Search the listing for the word "instance". Copy every line where it is found.

+++

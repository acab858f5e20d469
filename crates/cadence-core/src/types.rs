use chrono::{DateTime, SecondsFormat, Utc};
use serde::{Deserialize, Serialize};
use uuid::Uuid;

/// Lifecycle state of a persisted job row.
#[derive(Debug, Clone, Copy, PartialEq, Eq, Serialize, Deserialize)]
#[serde(rename_all = "snake_case")]
pub enum JobStatus {
    /// Waiting for `scheduled_at` to arrive (or re-eligible after a failed attempt).
    Pending,
    /// Claimed by a poller; owned by whichever worker holds the job lock.
    Running,
    /// Last execution succeeded.
    Completed,
    /// Retries exhausted; see `Job::dead_lettered`.
    Failed,
}

impl JobStatus {
    pub fn as_str(&self) -> &'static str {
        match self {
            JobStatus::Pending => "pending",
            JobStatus::Running => "running",
            JobStatus::Completed => "completed",
            JobStatus::Failed => "failed",
        }
    }
}

impl std::fmt::Display for JobStatus {
    fn fmt(&self, f: &mut std::fmt::Formatter<'_>) -> std::fmt::Result {
        f.write_str(self.as_str())
    }
}

impl std::str::FromStr for JobStatus {
    type Err = String;

    fn from_str(s: &str) -> std::result::Result<Self, Self::Err> {
        match s {
            "pending" => Ok(JobStatus::Pending),
            "running" => Ok(JobStatus::Running),
            "completed" => Ok(JobStatus::Completed),
            "failed" => Ok(JobStatus::Failed),
            other => Err(format!("unknown job status: {other}")),
        }
    }
}

/// Recurrence rule attached to a job.
///
/// Rules are matched case-insensitively. Anything not understood is kept
/// verbatim in `Other` so it round-trips through storage untouched; such jobs
/// never produce a successor.
#[derive(Debug, Clone, Default, PartialEq, Eq)]
pub enum Recurrence {
    #[default]
    None,
    Daily,
    Weekly,
    Other(String),
}

impl Recurrence {
    pub fn as_str(&self) -> &str {
        match self {
            Recurrence::None => "none",
            Recurrence::Daily => "daily",
            Recurrence::Weekly => "weekly",
            Recurrence::Other(raw) => raw,
        }
    }

    pub fn is_recurring(&self) -> bool {
        !matches!(self, Recurrence::None)
    }
}

impl std::fmt::Display for Recurrence {
    fn fmt(&self, f: &mut std::fmt::Formatter<'_>) -> std::fmt::Result {
        f.write_str(self.as_str())
    }
}

impl From<&str> for Recurrence {
    fn from(s: &str) -> Self {
        let trimmed = s.trim();
        match trimmed.to_ascii_lowercase().as_str() {
            "" | "none" => Recurrence::None,
            "daily" => Recurrence::Daily,
            "weekly" => Recurrence::Weekly,
            _ => Recurrence::Other(trimmed.to_string()),
        }
    }
}

impl Serialize for Recurrence {
    fn serialize<S: serde::Serializer>(&self, serializer: S) -> Result<S::Ok, S::Error> {
        serializer.serialize_str(self.as_str())
    }
}

impl<'de> Deserialize<'de> for Recurrence {
    fn deserialize<D: serde::Deserializer<'de>>(deserializer: D) -> Result<Self, D::Error> {
        let raw = String::deserialize(deserializer)?;
        Ok(Recurrence::from(raw.as_str()))
    }
}

/// A persisted job row.
#[derive(Debug, Clone, PartialEq, Serialize, Deserialize)]
pub struct Job {
    /// UUID v7 string, primary key. Successor rows always get a fresh one.
    pub id: String,
    pub name: String,
    /// Opaque JSON interpreted only by the executor.
    pub payload: serde_json::Value,
    pub status: JobStatus,
    /// Recurrence anchor. Never moved by retries.
    pub scheduled_at: DateTime<Utc>,
    pub recurrence: Recurrence,
    /// Earliest instant a backed-off retry may be claimed. When set it
    /// takes the place of `scheduled_at` for due-ness.
    #[serde(default)]
    pub retry_at: Option<DateTime<Utc>>,
    /// Failed attempts since the last success.
    pub retry_count: u32,
    pub max_retries: u32,
    /// Terminal failure marker. Dead-lettered jobs are never picked up again.
    pub dead_lettered: bool,
    pub last_executed_at: Option<DateTime<Utc>>,
    pub created_at: DateTime<Utc>,
    pub updated_at: DateTime<Utc>,
}

impl Job {
    /// Build a fresh pending job with a new identity.
    pub fn new(
        name: impl Into<String>,
        payload: serde_json::Value,
        scheduled_at: DateTime<Utc>,
        recurrence: Recurrence,
        max_retries: u32,
        now: DateTime<Utc>,
    ) -> Self {
        Self {
            id: Uuid::now_v7().to_string(),
            name: name.into(),
            payload,
            status: JobStatus::Pending,
            scheduled_at,
            recurrence,
            retry_at: None,
            retry_count: 0,
            max_retries,
            dead_lettered: false,
            last_executed_at: None,
            created_at: now,
            updated_at: now,
        }
    }

    /// Next instance of a recurring job: same definition, new identity,
    /// pending, retry/dead-letter state reset.
    pub fn successor(&self, scheduled_at: DateTime<Utc>, now: DateTime<Utc>) -> Self {
        Job::new(
            self.name.clone(),
            self.payload.clone(),
            scheduled_at,
            self.recurrence.clone(),
            self.max_retries,
            now,
        )
    }

    /// Distributed lock key guarding execution of this job.
    pub fn lock_key(&self) -> String {
        lock_key(&self.id)
    }
}

/// `job-lock:<job-id>`
pub fn lock_key(job_id: &str) -> String {
    format!("job-lock:{job_id}")
}

/// Partial update applied by `JobStore::update_job`. `None` leaves a column untouched.
#[derive(Debug, Clone, Default, PartialEq)]
pub struct JobPatch {
    pub name: Option<String>,
    pub payload: Option<serde_json::Value>,
    pub status: Option<JobStatus>,
    pub scheduled_at: Option<DateTime<Utc>>,
    pub recurrence: Option<Recurrence>,
    /// Outer `Some` means "write this column"; inner `None` clears it.
    pub retry_at: Option<Option<DateTime<Utc>>>,
    pub retry_count: Option<u32>,
    pub max_retries: Option<u32>,
    pub dead_lettered: Option<bool>,
    pub last_executed_at: Option<Option<DateTime<Utc>>>,
}

impl JobPatch {
    pub fn status(status: JobStatus) -> Self {
        Self {
            status: Some(status),
            ..Self::default()
        }
    }

    pub fn is_empty(&self) -> bool {
        *self == Self::default()
    }
}

/// Status recorded on a `JobLog` entry.
#[derive(Debug, Clone, Copy, PartialEq, Eq, Serialize, Deserialize)]
#[serde(rename_all = "snake_case")]
pub enum LogStatus {
    Started,
    Completed,
    Failed,
}

impl LogStatus {
    pub fn as_str(&self) -> &'static str {
        match self {
            LogStatus::Started => "started",
            LogStatus::Completed => "completed",
            LogStatus::Failed => "failed",
        }
    }
}

impl std::fmt::Display for LogStatus {
    fn fmt(&self, f: &mut std::fmt::Formatter<'_>) -> std::fmt::Result {
        f.write_str(self.as_str())
    }
}

impl std::str::FromStr for LogStatus {
    type Err = String;

    fn from_str(s: &str) -> std::result::Result<Self, Self::Err> {
        match s {
            "started" => Ok(LogStatus::Started),
            "completed" => Ok(LogStatus::Completed),
            "failed" => Ok(LogStatus::Failed),
            other => Err(format!("unknown log status: {other}")),
        }
    }
}

/// Append-only audit record of a job transition.
#[derive(Debug, Clone, PartialEq, Serialize, Deserialize)]
pub struct JobLog {
    pub id: String,
    pub job_id: String,
    pub status: LogStatus,
    pub message: String,
    pub logged_at: DateTime<Utc>,
}

/// Fixed-width RFC 3339 so stored timestamps compare correctly as text.
pub fn format_ts(ts: DateTime<Utc>) -> String {
    ts.to_rfc3339_opts(SecondsFormat::Micros, true)
}

pub fn parse_ts(raw: &str) -> Result<DateTime<Utc>, chrono::ParseError> {
    DateTime::parse_from_rfc3339(raw).map(|dt| dt.with_timezone(&Utc))
}
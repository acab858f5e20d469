use std::sync::atomic::{AtomicU64, Ordering};

use serde::Serialize;

/// Fire-and-forget counter sink the engine reports outcomes to.
pub trait MetricsRecorder: Send + Sync {
    fn increment_processed(&self);
    fn increment_failed(&self);
    fn increment_dead_lettered(&self);
}

/// In-process counters, readable via [`JobCounters::snapshot`].
#[derive(Debug, Default)]
pub struct JobCounters {
    processed: AtomicU64,
    failed: AtomicU64,
    dead_lettered: AtomicU64,
}

#[derive(Debug, Clone, Copy, Default, PartialEq, Eq, Serialize)]
pub struct CounterSnapshot {
    pub processed: u64,
    pub failed: u64,
    pub dead_lettered: u64,
}

impl JobCounters {
    pub fn new() -> Self {
        Self::default()
    }

    pub fn snapshot(&self) -> CounterSnapshot {
        CounterSnapshot {
            processed: self.processed.load(Ordering::Relaxed),
            failed: self.failed.load(Ordering::Relaxed),
            dead_lettered: self.dead_lettered.load(Ordering::Relaxed),
        }
    }
}

impl MetricsRecorder for JobCounters {
    fn increment_processed(&self) {
        self.processed.fetch_add(1, Ordering::Relaxed);
    }

    fn increment_failed(&self) {
        self.failed.fetch_add(1, Ordering::Relaxed);
    }

    fn increment_dead_lettered(&self) {
        self.dead_lettered.fetch_add(1, Ordering::Relaxed);
    }
}
//! `cadence-store`: SQLite-backed persistence for jobs and their audit log.
//!
//! The [`JobStore`] trait is what the scheduler consumes; [`SqliteJobStore`]
//! is the production implementation. Claiming due jobs runs inside a single
//! `BEGIN IMMEDIATE` transaction so concurrent workers sharing one database
//! file never claim the same row twice.

pub mod db;
pub mod error;
pub mod store;

pub use error::{Result, StoreError};
pub use store::{JobStore, SqliteJobStore};
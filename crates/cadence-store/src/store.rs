use std::path::Path;
use std::sync::{Mutex, MutexGuard};
use std::time::Duration;

use cadence_core::types::{format_ts, parse_ts};
use cadence_core::{Job, JobLog, JobPatch, JobStatus, LogStatus, Recurrence};
use chrono::{DateTime, Utc};
use rusqlite::types::{Type, Value};
use rusqlite::{Connection, OptionalExtension, TransactionBehavior};
use tracing::{debug, info, instrument};
use uuid::Uuid;

use crate::db::init_db;
use crate::error::{Result, StoreError};

/// Repository over job rows and their append-only log.
///
/// Implementations must make [`JobStore::claim_due_jobs`] atomic across every
/// process sharing the backing datastore.
pub trait JobStore: Send + Sync {
    /// Select every pending job that is due at `now`, mark it running, and
    /// return the pre-update snapshots, all in one transaction. A job is due
    /// once `retry_at` has passed, or `scheduled_at` when no retry is pending.
    fn claim_due_jobs(&self, now: DateTime<Utc>) -> Result<Vec<Job>>;

    /// Apply `patch` to the job and return the updated row.
    fn update_job(&self, id: &str, patch: &JobPatch) -> Result<Job>;

    fn insert_job(&self, job: &Job) -> Result<Job>;

    /// Append an audit entry. Fails with `NotFound` if the job does not exist.
    fn append_log(&self, job_id: &str, status: LogStatus, message: &str) -> Result<JobLog>;

    fn get_job(&self, id: &str) -> Result<Option<Job>>;

    fn list_jobs(&self, status: Option<JobStatus>) -> Result<Vec<Job>>;

    fn list_logs(&self, job_id: &str) -> Result<Vec<JobLog>>;

    /// External management only; the engine never deletes jobs.
    fn delete_job(&self, id: &str) -> Result<()>;
}

const JOB_COLUMNS: &str = "id, name, payload, status, scheduled_at, recurrence, retry_count,
     max_retries, dead_lettered, last_executed_at, created_at, updated_at, retry_at";

/// SQLite implementation of [`JobStore`].
///
/// Wraps one connection in a `Mutex`. Several workers may each open their own
/// store on the same database file; cross-process exclusion comes from
/// SQLite's write lock, not from this mutex.
pub struct SqliteJobStore {
    db: Mutex<Connection>,
}

impl SqliteJobStore {
    /// Wrap an already-open connection, enabling foreign keys and creating
    /// the schema if needed.
    pub fn new(conn: Connection) -> Result<Self> {
        conn.execute_batch("PRAGMA foreign_keys=ON;")?;
        init_db(&conn)?;
        Ok(Self {
            db: Mutex::new(conn),
        })
    }

    /// Open (or create) the database file at `path`.
    ///
    /// `busy_timeout` bounds how long a claim waits while another worker's
    /// claim transaction holds the write lock.
    pub fn open(path: impl AsRef<Path>, busy_timeout: Duration) -> Result<Self> {
        let path = path.as_ref();
        let conn = Connection::open(path)?;
        conn.busy_timeout(busy_timeout)?;
        conn.execute_batch("PRAGMA journal_mode=WAL;")?;
        info!(path = %path.display(), "job store opened");
        Self::new(conn)
    }

    fn conn(&self) -> Result<MutexGuard<'_, Connection>> {
        self.db.lock().map_err(|_| StoreError::Poisoned)
    }
}

impl JobStore for SqliteJobStore {
    #[instrument(skip(self))]
    fn claim_due_jobs(&self, now: DateTime<Utc>) -> Result<Vec<Job>> {
        let now_str = format_ts(now);
        let mut db = self.conn()?;

        // IMMEDIATE takes the database write lock before the SELECT, so a
        // second claimer blocks here until we commit and then no longer sees
        // these rows as pending.
        let tx = db.transaction_with_behavior(TransactionBehavior::Immediate)?;

        let due: Vec<Job> = {
            let mut stmt = tx.prepare_cached(&format!(
                "SELECT {JOB_COLUMNS} FROM jobs
                 WHERE status = 'pending' AND COALESCE(retry_at, scheduled_at) <= ?1
                 ORDER BY COALESCE(retry_at, scheduled_at)"
            ))?;
            let rows = stmt.query_map([&now_str], row_to_job)?;
            rows.collect::<rusqlite::Result<Vec<_>>>()?
        };

        if !due.is_empty() {
            let mut update = tx.prepare_cached(
                "UPDATE jobs SET status = 'running', updated_at = ?1
                 WHERE id = ?2 AND status = 'pending'",
            )?;
            for job in &due {
                update.execute(rusqlite::params![now_str, job.id])?;
            }
        }

        tx.commit()?;

        if !due.is_empty() {
            debug!(count = due.len(), "claimed due jobs");
        }
        Ok(due)
    }

    #[instrument(skip(self, patch))]
    fn update_job(&self, id: &str, patch: &JobPatch) -> Result<Job> {
        let mut sets: Vec<&'static str> = Vec::new();
        let mut values: Vec<Value> = Vec::new();

        if let Some(ref name) = patch.name {
            sets.push("name");
            values.push(Value::Text(name.clone()));
        }
        if let Some(ref payload) = patch.payload {
            sets.push("payload");
            values.push(Value::Text(serde_json::to_string(payload)?));
        }
        if let Some(status) = patch.status {
            sets.push("status");
            values.push(Value::Text(status.as_str().to_string()));
        }
        if let Some(at) = patch.scheduled_at {
            sets.push("scheduled_at");
            values.push(Value::Text(format_ts(at)));
        }
        if let Some(ref recurrence) = patch.recurrence {
            sets.push("recurrence");
            values.push(Value::Text(recurrence.as_str().to_string()));
        }
        if let Some(at) = patch.retry_at {
            sets.push("retry_at");
            values.push(at.map(format_ts).map(Value::Text).unwrap_or(Value::Null));
        }
        if let Some(n) = patch.retry_count {
            sets.push("retry_count");
            values.push(Value::Integer(n as i64));
        }
        if let Some(n) = patch.max_retries {
            sets.push("max_retries");
            values.push(Value::Integer(n as i64));
        }
        if let Some(flag) = patch.dead_lettered {
            sets.push("dead_lettered");
            values.push(Value::Integer(flag as i64));
        }
        if let Some(at) = patch.last_executed_at {
            sets.push("last_executed_at");
            values.push(at.map(format_ts).map(Value::Text).unwrap_or(Value::Null));
        }
        sets.push("updated_at");
        values.push(Value::Text(format_ts(Utc::now())));

        let assignments = sets
            .iter()
            .enumerate()
            .map(|(i, col)| format!("{col} = ?{}", i + 1))
            .collect::<Vec<_>>()
            .join(", ");
        let sql = format!(
            "UPDATE jobs SET {assignments} WHERE id = ?{}",
            values.len() + 1
        );
        values.push(Value::Text(id.to_string()));

        let db = self.conn()?;
        let n = db.execute(&sql, rusqlite::params_from_iter(values.iter()))?;
        if n == 0 {
            return Err(StoreError::not_found(id));
        }
        fetch_job(&db, id)?.ok_or_else(|| StoreError::not_found(id))
    }

    #[instrument(skip(self, job), fields(job_id = %job.id))]
    fn insert_job(&self, job: &Job) -> Result<Job> {
        let payload = serde_json::to_string(&job.payload)?;
        let db = self.conn()?;
        db.execute(
            "INSERT INTO jobs
             (id, name, payload, status, scheduled_at, recurrence, retry_count,
              max_retries, dead_lettered, last_executed_at, created_at, updated_at,
              retry_at)
             VALUES (?1, ?2, ?3, ?4, ?5, ?6, ?7, ?8, ?9, ?10, ?11, ?12, ?13)",
            rusqlite::params![
                job.id,
                job.name,
                payload,
                job.status.as_str(),
                format_ts(job.scheduled_at),
                job.recurrence.as_str(),
                job.retry_count,
                job.max_retries,
                job.dead_lettered,
                job.last_executed_at.map(format_ts),
                format_ts(job.created_at),
                format_ts(job.updated_at),
                job.retry_at.map(format_ts),
            ],
        )?;
        debug!(name = %job.name, scheduled_at = %job.scheduled_at, "job inserted");
        Ok(job.clone())
    }

    #[instrument(skip(self, message))]
    fn append_log(&self, job_id: &str, status: LogStatus, message: &str) -> Result<JobLog> {
        let db = self.conn()?;
        let exists = db
            .query_row("SELECT 1 FROM jobs WHERE id = ?1", [job_id], |_| Ok(()))
            .optional()?
            .is_some();
        if !exists {
            return Err(StoreError::not_found(job_id));
        }

        let log = JobLog {
            id: Uuid::now_v7().to_string(),
            job_id: job_id.to_string(),
            status,
            message: message.to_string(),
            logged_at: Utc::now(),
        };
        db.execute(
            "INSERT INTO job_logs (id, job_id, status, message, logged_at)
             VALUES (?1, ?2, ?3, ?4, ?5)",
            rusqlite::params![
                log.id,
                log.job_id,
                log.status.as_str(),
                log.message,
                format_ts(log.logged_at)
            ],
        )?;
        Ok(log)
    }

    fn get_job(&self, id: &str) -> Result<Option<Job>> {
        let db = self.conn()?;
        fetch_job(&db, id)
    }

    fn list_jobs(&self, status: Option<JobStatus>) -> Result<Vec<Job>> {
        let db = self.conn()?;
        let jobs = match status {
            Some(status) => {
                let mut stmt = db.prepare(&format!(
                    "SELECT {JOB_COLUMNS} FROM jobs WHERE status = ?1 ORDER BY scheduled_at"
                ))?;
                let rows = stmt.query_map([status.as_str()], row_to_job)?;
                rows.collect::<rusqlite::Result<Vec<_>>>()?
            }
            None => {
                let mut stmt = db.prepare(&format!(
                    "SELECT {JOB_COLUMNS} FROM jobs ORDER BY scheduled_at"
                ))?;
                let rows = stmt.query_map([], row_to_job)?;
                rows.collect::<rusqlite::Result<Vec<_>>>()?
            }
        };
        Ok(jobs)
    }

    fn list_logs(&self, job_id: &str) -> Result<Vec<JobLog>> {
        let db = self.conn()?;
        let mut stmt = db.prepare(
            "SELECT id, job_id, status, message, logged_at FROM job_logs
             WHERE job_id = ?1 ORDER BY logged_at, id",
        )?;
        let rows = stmt.query_map([job_id], row_to_log)?;
        Ok(rows.collect::<rusqlite::Result<Vec<_>>>()?)
    }

    #[instrument(skip(self))]
    fn delete_job(&self, id: &str) -> Result<()> {
        let db = self.conn()?;
        let n = db.execute("DELETE FROM jobs WHERE id = ?1", [id])?;
        if n == 0 {
            return Err(StoreError::not_found(id));
        }
        info!(job_id = %id, "job deleted");
        Ok(())
    }
}

fn fetch_job(db: &Connection, id: &str) -> Result<Option<Job>> {
    let job = db
        .query_row(
            &format!("SELECT {JOB_COLUMNS} FROM jobs WHERE id = ?1"),
            [id],
            row_to_job,
        )
        .optional()?;
    Ok(job)
}

fn conversion_err<E>(idx: usize, err: E) -> rusqlite::Error
where
    E: Into<Box<dyn std::error::Error + Send + Sync>>,
{
    rusqlite::Error::FromSqlConversionFailure(idx, Type::Text, err.into())
}

fn ts_column(row: &rusqlite::Row<'_>, idx: usize) -> rusqlite::Result<DateTime<Utc>> {
    let raw: String = row.get(idx)?;
    parse_ts(&raw).map_err(|e| conversion_err(idx, e))
}

fn optional_ts_column(row: &rusqlite::Row<'_>, idx: usize) -> rusqlite::Result<Option<DateTime<Utc>>> {
    match row.get::<_, Option<String>>(idx)? {
        Some(raw) => parse_ts(&raw).map(Some).map_err(|e| conversion_err(idx, e)),
        None => Ok(None),
    }
}

/// Map a SQLite row (selected with `JOB_COLUMNS`) to a `Job`.
fn row_to_job(row: &rusqlite::Row<'_>) -> rusqlite::Result<Job> {
    let payload_raw: String = row.get(2)?;
    let payload = serde_json::from_str(&payload_raw).map_err(|e| conversion_err(2, e))?;
    let status_raw: String = row.get(3)?;
    let status: JobStatus = status_raw.parse().map_err(|e: String| conversion_err(3, e))?;
    let recurrence_raw: String = row.get(5)?;
    let last_executed_at = optional_ts_column(row, 9)?;
    let retry_count = row.get::<_, i64>(6)?;
    let max_retries = row.get::<_, i64>(7)?;

    Ok(Job {
        id: row.get(0)?,
        name: row.get(1)?,
        payload,
        status,
        scheduled_at: ts_column(row, 4)?,
        recurrence: Recurrence::from(recurrence_raw.as_str()),
        retry_at: optional_ts_column(row, 12)?,
        retry_count: u32::try_from(retry_count).map_err(|e| conversion_err(6, e))?,
        max_retries: u32::try_from(max_retries).map_err(|e| conversion_err(7, e))?,
        dead_lettered: row.get(8)?,
        last_executed_at,
        created_at: ts_column(row, 10)?,
        updated_at: ts_column(row, 11)?,
    })
}

fn row_to_log(row: &rusqlite::Row<'_>) -> rusqlite::Result<JobLog> {
    let status_raw: String = row.get(2)?;
    Ok(JobLog {
        id: row.get(0)?,
        job_id: row.get(1)?,
        status: status_raw.parse().map_err(|e: String| conversion_err(2, e))?,
        message: row.get(3)?,
        logged_at: ts_column(row, 4)?,
    })
}
//! `cadence-lock`: TTL-bounded, token-owned mutual exclusion keys.
//!
//! | Backend               | Scope                                   |
//! |-----------------------|-----------------------------------------|
//! | [`RedisLockService`]  | Every worker sharing one Redis instance |
//! | [`MemoryLockService`] | A single process (tests, solo worker)   |

pub mod error;
pub mod memory;
pub mod redis_lock;
pub mod service;

pub use error::{LockError, Result};
pub use memory::MemoryLockService;
pub use redis_lock::RedisLockService;
pub use service::{new_token, LockService};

+++

*RESULT FOR THIS TASK*.
    /// Next instance of a recurring job: same definition, new identity,
//! | [`RedisLockService`]  | Every worker sharing one Redis instance |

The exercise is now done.